Microsoft raises concerns over sale of Nortel patents
Software giant says Google or any other bidder for the patents should be required to honor the existing licensing agreement with Microsoft.
Jay GreeneFormer Staff Writer
Jay Greene, a CNET senior writer, works from Seattle and focuses on investigations and analysis. He's a former Seattle bureau chief for BusinessWeek and author of the book "Design Is How It Works: How the Smartest Companies Turn Products into Icons" (Penguin/Portfolio).
Microsoft raised objections to Google's plans to buy some 6,000 patents held by bankrupt Nortel Networks over concerns the search giant might change the terms of Microsoft's worldwide, perpetual, royalty-free license to those patents.
Microsoft raised the issue in a filing with a Delaware bankruptcy court, which was reported by Reuters. Microsoft wants its existing agreements to be transferred to Google or any other company that acquires the patents.
Google, which will likely face competing bids, offered more than $900 million for the patent portfolio from the bankrupt Canadian telecom-equipment maker. The patents cover technology that includes wireless video, Wi-Fi, and LTE mobile data technology. Reuters reported that Google would be given the right to terminate Nortel's existing agreements if it acquires the patents.
"Microsoft wants any new owners of the Nortel patents to be subject to Nortel's existing commitments to Standards Setting Organizations and to Microsoft," the company said in a statement. "By making this filing, Microsoft preserves its ability to raise this issue with the bankruptcy court in the event the final buyer of the Nortel assets seeks to disclaim any of these commitments."
Reuters noted that Hewlett-Packard, Nokia and Motorola Mobility also filed objections over the terms of the sale.

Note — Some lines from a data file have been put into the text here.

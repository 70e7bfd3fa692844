//! Exposure engine: the coadded-exposure pipeline. Converts
//! one "exposure of length `length_ms`" into `coadd_count` frame-grabber
//! frames, sums them, means them, and writes a FITS file.
//!
//! Status reads (`status exposure ...`) never touch the frame grabber while
//! an exposure is running: the frame grabber must never see a blocking
//! call from a status thread while an exposure is running. Of the two ways
//! we take the safer default: a snapshot of exposure status is captured at
//! exposure start and updated from inside the coadd loop by the exposure
//! thread itself; other threads only ever read the snapshot.

use std::path::Path;
use std::time::{Duration, Instant};

use chrono::{DateTime, Utc};
use parking_lot::Mutex;

use crate::buffer::{CoaddBufferSet, Geometry};
use crate::error::{Error, Result};
use crate::fits_header::FitsHeaderStore;
use crate::fits_io::{self, ReservedKeys};
use crate::frame_grabber::FrameGrabber;
use crate::state::ProcessState;

const POLL_INTERVAL: Duration = Duration::from_micros(500);

#[derive(Debug, Clone, Copy, PartialEq, Eq)]
pub enum ExposureStatusKind {
    Idle,
    Exposing,
    PostProcessing,
}

#[derive(Debug, Clone)]
pub struct ExposureStatusSnapshot {
    pub status: ExposureStatusKind,
    pub count: u32,
    pub length_ms: u32,
    pub start_time: Option<DateTime<Utc>>,
    pub index: u32,
    pub multrun: u32,
    pub run: u32,
    pub last_fits_filename: Option<String>,
}

impl Default for ExposureStatusSnapshot {
    fn default() -> Self {
        ExposureStatusSnapshot {
            status: ExposureStatusKind::Idle,
            count: 0,
            length_ms: 0,
            start_time: None,
            index: 0,
            multrun: 0,
            run: 0,
            last_fits_filename: None,
        }
    }
}

pub struct ExposureEngine {
    grabber: Mutex<Box<dyn FrameGrabber>>,
    buffer: Mutex<CoaddBufferSet>,
    status: Mutex<ExposureStatusSnapshot>,
}

pub struct ExposureRequest<'a> {
    pub length_ms: u32,
    pub coadd_frame_length_ms: u32,
    pub fits_path: &'a Path,
    pub header: &'a FitsHeaderStore,
    pub flip_x: bool,
    pub flip_y: bool,
    pub multrun: u32,
    pub run: u32,
}

impl ExposureEngine {
    pub fn new(grabber: Box<dyn FrameGrabber>, geometry: Geometry) -> Self {
        ExposureEngine {
            grabber: Mutex::new(grabber),
            buffer: Mutex::new(CoaddBufferSet::new(geometry)),
            status: Mutex::new(ExposureStatusSnapshot::default()),
        }
    }

    pub fn status_snapshot(&self) -> ExposureStatusSnapshot {
        self.status.lock().clone()
    }

    /// The sensor geometry the coadd buffers are currently sized for, used
    /// to populate the `CCDXIMSI`/`CCDYIMSI`/`CCDWXSIZ`/`CCDWYSIZ` FITS
    /// headers.
    pub fn geometry(&self) -> Geometry {
        self.buffer.lock().geometry()
    }

    /// Run one exposure end to end: acquire, coadd, mean, write. Checks
    /// `process_state.abort_requested()` between coadds (the
    /// enumerated abort read site "between coadds inside the exposure
    /// engine").
    pub fn expose(&self, req: ExposureRequest<'_>, process_state: &ProcessState) -> Result<()> {
        let coadd_count = req.length_ms / req.coadd_frame_length_ms;
        if coadd_count < 1 {
            return Err(Error::ArgumentRange(format!(
                "length_ms {} shorter than coadd_frame_length_ms {}",
                req.length_ms, req.coadd_frame_length_ms
            )));
        }

        let geometry = self.buffer.lock().geometry();
        let start_time = Utc::now();

        {
            let mut status = self.status.lock();
            status.status = ExposureStatusKind::Exposing;
            status.count = coadd_count;
            status.length_ms = req.length_ms;
            status.start_time = Some(start_time);
            status.index = 0;
            status.multrun = req.multrun;
            status.run = req.run;
        }

        let result = self.run_coadds(coadd_count, req.coadd_frame_length_ms, process_state);

        if let Err(e) = result {
            self.grabber.lock().disarm().ok();
            self.status.lock().status = ExposureStatusKind::Idle;
            return Err(e);
        }

        self.grabber.lock().disarm()?;

        {
            let mut status = self.status.lock();
            status.status = ExposureStatusKind::PostProcessing;
        }

        let mean: Vec<f64> = {
            let mut buffer = self.buffer.lock();
            buffer.compute_mean(coadd_count, req.flip_x, req.flip_y).to_vec()
        };

        let exptime_sec = f64::from(coadd_count) * f64::from(req.coadd_frame_length_ms) / 1000.0;
        let coadd_sec = f64::from(req.coadd_frame_length_ms) / 1000.0;

        let write_result = self.write_output(
            req.fits_path,
            geometry,
            &mean,
            req.header,
            start_time,
            exptime_sec,
            coadd_sec,
            coadd_count,
        );

        let mut status = self.status.lock();
        status.status = ExposureStatusKind::Idle;
        if write_result.is_ok() {
            status.last_fits_filename = Some(req.fits_path.display().to_string());
        }
        drop(status);

        write_result
    }

    /// Convenience wrapper for bias exposures: a single coadd at the
    /// minimum frame length.
    pub fn expose_bias(
        &self,
        coadd_frame_length_ms: u32,
        fits_path: &Path,
        header: &FitsHeaderStore,
        flip_x: bool,
        flip_y: bool,
        multrun: u32,
        run: u32,
        process_state: &ProcessState,
    ) -> Result<()> {
        self.expose(
            ExposureRequest {
                length_ms: coadd_frame_length_ms,
                coadd_frame_length_ms,
                fits_path,
                header,
                flip_x,
                flip_y,
                multrun,
                run,
            },
            process_state,
        )
    }

    fn run_coadds(
        &self,
        coadd_count: u32,
        coadd_frame_length_ms: u32,
        process_state: &ProcessState,
    ) -> Result<()> {
        let geometry = self.buffer.lock().geometry();
        self.buffer.lock().zero_accumulator();
        self.grabber.lock().arm(geometry)?;

        let timeout = Duration::from_millis(u64::from(coadd_frame_length_ms) * 10);

        for k in 0..coadd_count {
            let coadd_started = Instant::now();
            let index = loop {
                if let Some(index) = self.grabber.lock().poll_captured_buffer()? {
                    break index;
                }
                if coadd_started.elapsed() >= timeout {
                    return Err(Error::Timeout {
                        device: "frame_grabber",
                        elapsed_ms: coadd_started.elapsed().as_millis() as u64,
                        limit_ms: timeout.as_millis() as u64,
                    });
                }
                std::thread::sleep(POLL_INTERVAL);
            };

            {
                let mut buffer = self.buffer.lock();
                let mut grabber = self.grabber.lock();
                let mut frame = vec![0u16; geometry.pixel_count()];
                grabber.copy_buffer_into(index, &mut frame)?;
                buffer.mono_frame_mut().copy_from_slice(&frame);
                buffer.accumulate_mono_frame();
            }

            self.status.lock().index = k + 1;

            if process_state.abort_requested() {
                return Err(Error::Aborted);
            }
        }
        Ok(())
    }

    #[allow(clippy::too_many_arguments)]
    fn write_output(
        &self,
        fits_path: &Path,
        geometry: Geometry,
        mean: &[f64],
        header: &FitsHeaderStore,
        start_time: DateTime<Utc>,
        exptime_sec: f64,
        coadd_sec: f64,
        coadd_count: u32,
    ) -> Result<()> {
        crate::filename_sequencer::FilenameSequencer::lock(fits_path)?;

        let reserved = ReservedKeys {
            exposure_start: start_time,
            exptime_sec,
            coadd_sec,
            coadd_num: coadd_count,
        };

        let write_result = fits_io::write_fits_image(fits_path, geometry, mean, header, &reserved);

        match write_result {
            Ok(()) => {
                crate::filename_sequencer::FilenameSequencer::unlock(fits_path)?;
                Ok(())
            }
            Err(e) => {
                // A partial FITS file must not be left behind without its
                // lock file: remove the half-written file but
                // keep the lock in place only long enough to do so, then
                // release it so the data-transfer process doesn't wait on a
                // file that will never appear.
                let _ = std::fs::remove_file(fits_path);
                let _ = crate::filename_sequencer::FilenameSequencer::unlock(fits_path);
                Err(e)
            }
        }
    }
}

#[cfg(test)]
mod tests {
    use super::*;
    use crate::frame_grabber::SimulatedGrabber;

    fn geometry() -> Geometry {
        Geometry { width: 4, height: 4 }
    }

    #[test]
    fn expose_writes_fits_with_correct_coadd_count() {
        let dir = tempfile::tempdir().unwrap();
        let path = dir.path().join("j_e_20240115_1_1_0_0.fits");
        let engine = ExposureEngine::new(Box::new(SimulatedGrabber::new(50)), geometry());
        let header = FitsHeaderStore::new();
        let state = ProcessState::new();

        engine
            .expose(
                ExposureRequest {
                    length_ms: 2000,
                    coadd_frame_length_ms: 1000,
                    fits_path: &path,
                    header: &header,
                    flip_x: false,
                    flip_y: false,
                    multrun: 1,
                    run: 1,
                },
                &state,
            )
            .unwrap();

        assert!(path.exists());
        assert!(!path.with_extension("lock").exists());

        let mut fptr = fitsio::FitsFile::open(&path).unwrap();
        let hdu = fptr.primary_hdu().unwrap();
        let coaddnum: i64 = hdu.read_key(&mut fptr, "COADDNUM").unwrap();
        assert_eq!(coaddnum, 2);
        let exptime: f64 = hdu.read_key(&mut fptr, "EXPTIME").unwrap();
        assert!((exptime - 2.0).abs() < 1e-6);
    }

    #[test]
    fn expose_rejects_length_shorter_than_one_coadd() {
        let engine = ExposureEngine::new(Box::new(SimulatedGrabber::new(50)), geometry());
        let header = FitsHeaderStore::new();
        let state = ProcessState::new();
        let dir = tempfile::tempdir().unwrap();
        let path = dir.path().join("short.fits");

        let err = engine
            .expose(
                ExposureRequest {
                    length_ms: 500,
                    coadd_frame_length_ms: 1000,
                    fits_path: &path,
                    header: &header,
                    flip_x: false,
                    flip_y: false,
                    multrun: 1,
                    run: 1,
                },
                &state,
            )
            .unwrap_err();
        assert_eq!(err.kind(), crate::error::ErrorKind::ArgumentRange);
        assert!(!path.exists());
    }

    #[test]
    fn abort_mid_exposure_leaves_no_partial_file() {
        let engine = ExposureEngine::new(Box::new(SimulatedGrabber::new(50)), geometry());
        let header = FitsHeaderStore::new();
        let state = ProcessState::new();
        let dir = tempfile::tempdir().unwrap();
        let path = dir.path().join("aborted.fits");

        state.request_abort();
        let err = engine
            .expose(
                ExposureRequest {
                    length_ms: 5000,
                    coadd_frame_length_ms: 1000,
                    fits_path: &path,
                    header: &header,
                    flip_x: false,
                    flip_y: false,
                    multrun: 1,
                    run: 1,
                },
                &state,
            )
            .unwrap_err();
        assert_eq!(err.kind(), crate::error::ErrorKind::Aborted);
        assert!(!path.exists());
        assert!(!path.with_extension("lock").exists());
    }
}
//! Observation controller: Multrun/MultBias/MultDark. Three
//! handlers sharing one skeleton, implemented here as three free functions
//! operating on a borrowed [`Instrument`] rather than three duplicated
//! state machines.

use chrono::{DateTime, Utc};

use crate::error::{Error, Result};
use crate::exposure::ExposureRequest;
use crate::filename_sequencer::{ExposureType, Pipeline};
use crate::fits_header::FitsHeaderStore;
use crate::instrument::Instrument;
use crate::nudgematic::OffsetSize;
use crate::state::InProgress;

pub struct ObservationResult {
    pub multrun: u32,
    pub filenames: Vec<String>,
}

/// `multrun <length_ms> <count> <standard>`.
pub fn run_multrun(
    instrument: &Instrument,
    length_ms: u32,
    count: u32,
    standard: bool,
) -> Result<ObservationResult> {
    validate_args(length_ms, count)?;
    let coadd_frame_length_ms = instrument.detector.coadd_frame_length_ms();
    if length_ms < coadd_frame_length_ms {
        return Err(Error::ArgumentRange(format!(
            "length_ms {length_ms} shorter than coadd_frame_length_ms {coadd_frame_length_ms}"
        )));
    }

    instrument.state.begin_observation(InProgress::Multrun)?;
    let outcome = run_loop(instrument, RunKind::Multrun { standard }, length_ms, count);
    instrument.state.end_observation();
    outcome
}

/// `multbias <count>`: filter wheel to Mirror, detector
/// reconfigured to its minimum coadd frame length, each exposure a single
/// coadd.
pub fn run_multbias(instrument: &Instrument, count: u32) -> Result<ObservationResult> {
    validate_args(1, count)?;
    instrument.state.begin_observation(InProgress::BiasDark)?;
    let outcome = (|| {
        instrument.move_to_mirror()?;
        instrument.detector.reconfigure("bias")?;
        run_loop(instrument, RunKind::Bias, instrument.detector.coadd_frame_length_ms(), count)
    })();
    instrument.state.end_observation();
    outcome
}

/// `multdark <length_ms> <count>`: filter wheel to Mirror,
/// full-length exposures classified as dark frames.
pub fn run_multdark(instrument: &Instrument, length_ms: u32, count: u32) -> Result<ObservationResult> {
    validate_args(length_ms, count)?;
    let coadd_frame_length_ms = instrument.detector.coadd_frame_length_ms();
    if length_ms < coadd_frame_length_ms {
        return Err(Error::ArgumentRange(format!(
            "length_ms {length_ms} shorter than coadd_frame_length_ms {coadd_frame_length_ms}"
        )));
    }

    instrument.state.begin_observation(InProgress::BiasDark)?;
    let outcome = (|| {
        instrument.move_to_mirror()?;
        run_loop(instrument, RunKind::Dark, length_ms, count)
    })();
    instrument.state.end_observation();
    outcome
}

fn validate_args(length_ms: u32, count: u32) -> Result<()> {
    if length_ms < 1 {
        return Err(Error::ArgumentRange("length_ms must be >= 1".into()));
    }
    if count < 1 {
        return Err(Error::ArgumentRange("count must be >= 1".into()));
    }
    Ok(())
}

enum RunKind {
    Multrun { standard: bool },
    Bias,
    Dark,
}

impl RunKind {
    fn exposure_type(&self) -> ExposureType {
        match self {
            RunKind::Multrun { standard: true } => ExposureType::Standard,
            RunKind::Multrun { standard: false } => ExposureType::Exposure,
            RunKind::Bias => ExposureType::Bias,
            RunKind::Dark => ExposureType::Dark,
        }
    }

    fn obstype_keyword(&self) -> &'static str {
        match self {
            RunKind::Multrun { standard: true } => "STANDARD",
            RunKind::Multrun { standard: false } => "EXPOSE",
            RunKind::Bias => "BIAS",
            RunKind::Dark => "DARK",
        }
    }
}

fn run_loop(
    instrument: &Instrument,
    kind: RunKind,
    length_ms: u32,
    count: u32,
) -> Result<ObservationResult> {
    let flip_x = instrument.config.liric.multrun.image.flip.x;
    let flip_y = instrument.config.liric.multrun.image.flip.y;

    let multrun_number = {
        let mut sequencer = instrument.sequencer.lock();
        sequencer.next_multrun(Utc::now());
        sequencer.multrun()
    };

    install_multrun_headers(instrument, &kind, count, multrun_number);

    let multrun_start = Utc::now();
    let mut filenames = Vec::with_capacity(count as usize);

    for i in 0..count {
        if instrument.state.abort_requested() {
            return Err(Error::Aborted);
        }

        if matches!(kind, RunKind::Multrun { .. }) {
            if let Some(nudgematic) = &instrument.nudgematic {
                let index = i % nudgematic.position_count();
                nudgematic.set_position(index)?;
            }
        }

        let (fits_path, run_number) = {
            let mut sequencer = instrument.sequencer.lock();
            sequencer.next_run();
            (sequencer.path_for(kind.exposure_type(), Pipeline::Unreduced), sequencer.run())
        };

        if instrument.state.abort_requested() {
            return Err(Error::Aborted);
        }

        let per_exposure_header =
            build_exposure_headers(instrument, &kind, multrun_number, run_number, count, multrun_start);

        let exposure_length = match kind {
            RunKind::Bias => instrument.detector.coadd_frame_length_ms(),
            _ => length_ms,
        };

        let request = ExposureRequest {
            length_ms: exposure_length,
            coadd_frame_length_ms: instrument.detector.coadd_frame_length_ms(),
            fits_path: &fits_path,
            header: &per_exposure_header,
            flip_x,
            flip_y,
            multrun: multrun_number,
            run: run_number,
        };

        instrument.exposure_engine.expose(request, &instrument.state)?;

        filenames.push(fits_path.display().to_string());
    }

    Ok(ObservationResult {
        multrun: multrun_number,
        filenames,
    })
}

/// Headers visible to every exposure in the multrun, installed once before
/// the loop starts (an ordering guarantee): the persistent header
/// store (whatever `fitsheader add` built up before this command) cloned as
/// the base that per-exposure headers are layered onto.
fn install_multrun_headers(
    instrument: &Instrument,
    kind: &RunKind,
    count: u32,
    multrun_number: u32,
) {
    let mut store = instrument.header_store.lock();
    store.add_string("OBSTYPE", kind.obstype_keyword(), None);
    store.add_int("EXPTOTAL", i64::from(count), None);
    store.add_int("RUNNUM", i64::from(multrun_number), None);
}

fn build_exposure_headers(
    instrument: &Instrument,
    kind: &RunKind,
    multrun_number: u32,
    run_number: u32,
    count: u32,
    _multrun_start: DateTime<Utc>,
) -> FitsHeaderStore {
    // Headers added by `fitsheader add` before the multrun (or during it,
    // before this exposure's header-emit phase) are visible from here on
    // clone the shared store as the starting point.
    let mut header = instrument.header_store.lock().clone();

    header.add_string("OBSTYPE", kind.obstype_keyword(), None);
    header.add_int("RUNNUM", i64::from(multrun_number), None);
    header.add_int("EXPNUM", i64::from(run_number), None);
    header.add_int("EXPTOTAL", i64::from(count), None);

    if let Some(position) = *instrument.current_filter_position.lock() {
        if let Some(name) = instrument.filter_name_for_position(position) {
            header.add_string("FILTER1", &name, None);
        }
        if let Some(id) = instrument.filter_id_for_position(position) {
            header.add_string("FILTERI1", &id, None);
        }
    }

    if let Ok(temp_c) = instrument.detector.get_temperature_celsius() {
        header.add_float("CCDATEMP", temp_c + 273.15, Some("Kelvin"));
    }
    if let Some(setpoint_c) = instrument.detector.setpoint_celsius() {
        header.add_float("CCDSTEMP", setpoint_c + 273.15, Some("Kelvin"));
    }

    let geometry = instrument.exposure_engine.geometry();
    header.add_int("CCDXBIN", 1, None);
    header.add_int("CCDYBIN", 1, None);
    header.add_bool("CCDWMODE", false, None);
    header.add_int("CCDXIMSI", geometry.width as i64, None);
    header.add_int("CCDYIMSI", geometry.height as i64, None);
    header.add_int("CCDWXOFF", 0, None);
    header.add_int("CCDWYOFF", 0, None);
    header.add_int("CCDWXSIZ", geometry.width as i64, None);
    header.add_int("CCDWYSIZ", geometry.height as i64, None);

    header
}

Earlier this month, the Wall Street Journal reported that the Justice Department's antitrust division was probing the bidding for the patents. The agency, which found nothing yet to take any action over, is worried that the winning bidder could use the patents to quash competition. The Journal reported that the Justice Department was particularly concerned about Google and Apple winning the bidding.